WHAT THE TASK ASKS -
In the entries that follow, find the word "flights" and report each line it is on.

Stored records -
== Segment start ==

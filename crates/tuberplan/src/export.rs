//! Flat row-oriented exports.
//!
//! The simulation CSV preserves node order and carries every per-node field
//! followed by every aggregate scalar, so a spreadsheet sees the same chain
//! the report prints.

use std::fmt::Write as _;

use tuberplan_core::{SensitivityTable, SimulationResult};

pub fn simulation_csv(result: &SimulationResult) -> String {
    let mut out = String::new();
    out.push_str(
        "generation,area_ha,slips_planted,tubers_harvested,tons_harvested,\
         days_fed,vitamin_a_mcg,vitamin_a_child_days,cost\n",
    );
    for g in &result.generations {
        let _ = writeln!(
            out,
            "{},{},{},{},{},{},{},{},{}",
            g.name,
            g.area_ha,
            g.slips_planted,
            g.tubers_harvested,
            g.tons_harvested,
            g.days_fed,
            g.vitamin_a_mcg,
            g.vitamin_a_child_days,
            g.cost
        );
    }

    out.push('\n');
    out.push_str("aggregate,value\n");
    let aggregates = [
        ("total_tons", result.total_tons),
        ("total_days_fed", result.total_days_fed),
        ("total_cost", result.total_cost),
        (
            "total_vitamin_a_child_days",
            result.total_vitamin_a_child_days,
        ),
        (
            "children_fed_annually",
            result.children_fed_annually as f64,
        ),
        ("cost_per_person", result.cost_per_person),
        ("cost_per_person_per_day", result.cost_per_person_per_day),
        ("chain_days", result.annual.chain_days),
        ("cycles_per_year", result.annual.cycles_per_year),
        ("annual_scale_factor", result.annual.scale_factor),
        ("annual_tons", result.annual.tons),
        ("annual_days_fed", result.annual.days_fed),
        ("annual_cost", result.annual.cost),
    ];
    for (key, value) in aggregates {
        let _ = writeln!(out, "{key},{value}");
    }
    out
}

/// One CSV for any number of sensitivity tables; the parameter key is a
/// column so single-parameter and whole-set sweeps share a shape.
pub fn sensitivity_csv(tables: &[SensitivityTable]) -> String {
    let mut out = String::new();
    out.push_str("parameter,factor,parameter_value,days_fed,days_fed_delta,cost,cost_delta\n");
    for table in tables {
        for row in &table.rows {
            let _ = writeln!(
                out,
                "{},{},{},{},{},{},{}",
                table.parameter,
                row.factor,
                row.parameter_value,
                row.days_fed,
                row.days_fed_delta,
                row.cost,
                row.cost_delta
            );
        }
    }
    out
}
//! Built-in booking tools.

mod flights;
mod hotels;
mod transfers;
mod trips;

pub use flights::{BookFlight, SearchFlights};
pub use hotels::{BookHotel, SearchHotels};
pub use transfers::{BookTransfer, SearchTransfers};
pub use trips::GetTripDetails;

== Segment end ==

ANSWER FOR THIS EXERCISE -
mod flights;
pub use flights::{BookFlight, SearchFlights};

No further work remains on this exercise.